impl GroupByDto {
    fn to_domain(self) -> GroupBy {
        match self {
            GroupByDto::Slot => GroupBy::Slot,
            GroupByDto::Entity => GroupBy::Entity,
        }
    }

    fn from_domain(group_by: GroupBy) -> Self {
        match group_by {
            GroupBy::Slot => GroupByDto::Slot,
            GroupBy::Entity => GroupByDto::Entity,
        }
    }
}

/// Wire form of [`LevelBuckets`].
#[derive(Debug, Clone, Copy, Serialize, Deserialize)]
pub struct LevelBucketsDto {
    pub senior: usize,
    pub intermediate: usize,
    pub junior: usize,
}

/// Wire form of [`DifficultyBuckets`].
#[derive(Debug, Clone, Copy, Serialize, Deserialize)]
pub struct DifficultyBucketsDto {
    pub hard: usize,
    pub medium: usize,
    pub easy: usize,
}

/// Wire form of [`MismatchTable`].
#[derive(Debug, Clone, Copy, Serialize, Deserialize)]
#[serde(rename_all = "camelCase")]
pub struct MismatchTableDto {
    pub reward: f64,
    pub junior_mismatch: f64,
    pub intermediate_on_hard: f64,
    pub senior_mismatch: f64,
}

impl MismatchTableDto {
    fn to_domain(&self) -> MismatchTable {
        MismatchTable {
            reward: self.reward,
            junior_mismatch: self.junior_mismatch,
            intermediate_on_hard: self.intermediate_on_hard,
            senior_mismatch: self.senior_mismatch,
        }
    }

    fn from_domain(table: &MismatchTable) -> Self {
        Self {
            reward: table.reward,
            junior_mismatch: table.junior_mismatch,
            intermediate_on_hard: table.intermediate_on_hard,
            senior_mismatch: table.senior_mismatch,
        }
    }
}

/// Constraint DTO, tagged by family.
#[derive(Debug, Clone, Serialize, Deserialize)]
#[serde(
    tag = "family",
    rename_all = "SCREAMING_SNAKE_CASE",
    rename_all_fields = "camelCase"
)]
pub enum ConstraintDto {
    ConsecutiveExclusion {
        weight: f64,
        #[serde(default, skip_serializing_if = "Option::is_none")]
        adjacency: Option<Vec<(usize, usize)>>,
    },
    AggregateTarget {
        group_by: GroupByDto,
        strength: f64,
        target: f64,
        #[serde(default, skip_serializing_if = "Option::is_none")]
        weights: Option<Vec<f64>>,
        #[serde(default)]
        hard: bool,
    },
    UniqueAssignment {
        penalty: f64,
    },
    SkillMismatch {
        levels: LevelBucketsDto,
        difficulties: DifficultyBucketsDto,
        #[serde(default, skip_serializing_if = "Option::is_none")]
        table: Option<MismatchTableDto>,
    },
    CapacityOverflow {
        capacity: usize,
        penalty: f64,
    },
}

impl ConstraintDto {
    pub fn to_constraint(&self) -> Constraint {
        match self {
            ConstraintDto::ConsecutiveExclusion { weight, adjacency } => {
                Constraint::ConsecutiveExclusion {
                    weight: *weight,
                    adjacency: adjacency.clone(),
                }
            }
            ConstraintDto::AggregateTarget {
                group_by,
                strength,
                target,
                weights,
                hard,
            } => Constraint::AggregateTarget {
                group_by: group_by.to_domain(),
                strength: *strength,
                target: *target,
                weights: weights.clone(),
                hard: *hard,
            },
            ConstraintDto::UniqueAssignment { penalty } => Constraint::UniqueAssignment {
                penalty: *penalty,
            },
            ConstraintDto::SkillMismatch {
                levels,
                difficulties,
                table,
            } => Constraint::SkillMismatch {
                levels: LevelBuckets::new(levels.senior, levels.intermediate, levels.junior),
                difficulties: DifficultyBuckets::new(
                    difficulties.hard,
                    difficulties.medium,
                    difficulties.easy,
                ),
                table: table
                    .as_ref()
                    .map(MismatchTableDto::to_domain)
                    .unwrap_or_default(),
            },
            ConstraintDto::CapacityOverflow { capacity, penalty } => {
                Constraint::CapacityOverflow {
                    capacity: *capacity,
                    penalty: *penalty,
                }
            }
        }
    }

    pub fn from_constraint(constraint: &Constraint) -> Self {
        match constraint {
            Constraint::ConsecutiveExclusion { weight, adjacency } => {
                ConstraintDto::ConsecutiveExclusion {
                    weight: *weight,
                    adjacency: adjacency.clone(),
                }
            }
            Constraint::AggregateTarget {
                group_by,
                strength,
                target,
                weights,
                hard,
            } => ConstraintDto::AggregateTarget {
                group_by: GroupByDto::from_domain(*group_by),
                strength: *strength,
                target: *target,
                weights: weights.clone(),
                hard: *hard,
            },
            Constraint::UniqueAssignment { penalty } => ConstraintDto::UniqueAssignment {
                penalty: *penalty,
            },
            Constraint::SkillMismatch {
                levels,
                difficulties,
                table,
            } => ConstraintDto::SkillMismatch {
                levels: LevelBucketsDto {
                    senior: levels.senior,
                    intermediate: levels.intermediate,
                    junior: levels.junior,
                },
                difficulties: DifficultyBucketsDto {
                    hard: difficulties.hard,
                    medium: difficulties.medium,
                    easy: difficulties.easy,
                },
                table: Some(MismatchTableDto::from_domain(table)),
            },
            Constraint::CapacityOverflow { capacity, penalty } => {
                ConstraintDto::CapacityOverflow {
                    capacity: *capacity,
                    penalty: *penalty,
                }
            }
        }
    }
}

/// Problem DTO for requests and responses.
#[derive(Debug, Clone, Serialize, Deserialize)]
#[serde(rename_all = "camelCase")]
pub struct ProblemDto {
    pub name: String,
    pub n_entities: usize,
    pub n_slots: usize,
    #[serde(default, skip_serializing_if = "Option::is_none")]
    pub entity_labels: Option<Vec<String>>,
    pub constraints: Vec<ConstraintDto>,
}

impl ProblemDto {
    pub fn from_problem(problem: &Problem) -> Self {
        Self {
            name: problem.name().to_string(),
            n_entities: problem.n_entities(),
            n_slots: problem.n_slots(),
            entity_labels: Some(problem.entity_labels().to_vec()),
            constraints: problem
                .constraints()
                .iter()
                .map(ConstraintDto::from_constraint)
                .collect(),
        }
    }

    pub fn to_problem(&self) -> Result<Problem, Error> {
        let mut builder = Problem::builder(self.name.clone(), self.n_entities, self.n_slots);
        if let Some(labels) = &self.entity_labels {
            builder = builder.with_entity_labels(labels.clone());
        }
        for constraint in &self.constraints {
            builder = builder.with_constraint(constraint.to_constraint());
        }
        builder.build()
    }
}

/// Full job DTO: the problem plus solving state and, once available, the
/// decoded schedule with its verification results.
#[derive(Debug, Clone, Serialize, Deserialize)]
#[serde(rename_all = "camelCase")]
pub struct ScheduleDto {
    pub id: String,
    pub problem: ProblemDto,
    pub solver_status: SolverStatus,
    #[serde(default, skip_serializing_if = "Option::is_none")]
    pub grid: Option<Vec<Vec<bool>>>,
    #[serde(default, skip_serializing_if = "Option::is_none")]
    pub energy: Option<f64>,
    #[serde(default, skip_serializing_if = "Option::is_none")]
    pub checks: Option<Vec<ConstraintCheck>>,
    #[serde(default, skip_serializing_if = "Option::is_none")]
    pub feasible: Option<bool>,
    #[serde(default, skip_serializing_if = "Option::is_none")]
    pub error: Option<String>,
    pub submitted_at: DateTime<Utc>,
}

impl ScheduleDto {
    pub fn from_job(job: &SolveJob) -> Self {
        Self {
            id: job.id.clone(),
            problem: ProblemDto::from_problem(&job.problem),
            solver_status: job.status,
            grid: job.result.as_ref().map(|r| r.schedule.grid().to_vec()),
            energy: job.result.as_ref().map(|r| r.energy),
            checks: job.result.as_ref().map(|r| r.checks.clone()),
            feasible: job.result.as_ref().map(|r| r.feasible),
            error: job.error.clone(),
            submitted_at: job.submitted_at,
        }
    }
}

// ============================================================================
// Router and Handlers
// ============================================================================

/// Creates the API router.
pub fn router(state: Arc<AppState>) -> Router {
    Router::new()
        // Health & Info
        .route("/health", get(health))
        .route("/info", get(info))
        // Demo data
        .route("/demo-data", get(list_demo_data))
        .route("/demo-data/{id}", get(get_demo_data))
        // Schedules
        .route("/schedules", post(create_schedule))
        .route("/schedules", get(list_schedules))
        .route("/schedules/analyze", put(analyze_schedule))
        .route("/schedules/{id}", get(get_schedule))
        .route("/schedules/{id}/status", get(get_schedule_status))
        .route("/schedules/{id}", delete(delete_schedule))
        .with_state(state)
}

#[derive(Debug, Serialize)]
pub struct HealthResponse {
    pub status: &'static str,
}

_ _ _ _ _

Copy out each line of the entries where the word "penalty" is found.

        penalty: f64,
        penalty: f64,
            ConstraintDto::UniqueAssignment { penalty } => Constraint::UniqueAssignment {
                penalty: *penalty,
            ConstraintDto::CapacityOverflow { capacity, penalty } => {
                    penalty: *penalty,
            Constraint::UniqueAssignment { penalty } => ConstraintDto::UniqueAssignment {
                penalty: *penalty,
            Constraint::CapacityOverflow { capacity, penalty } => {
                    penalty: *penalty,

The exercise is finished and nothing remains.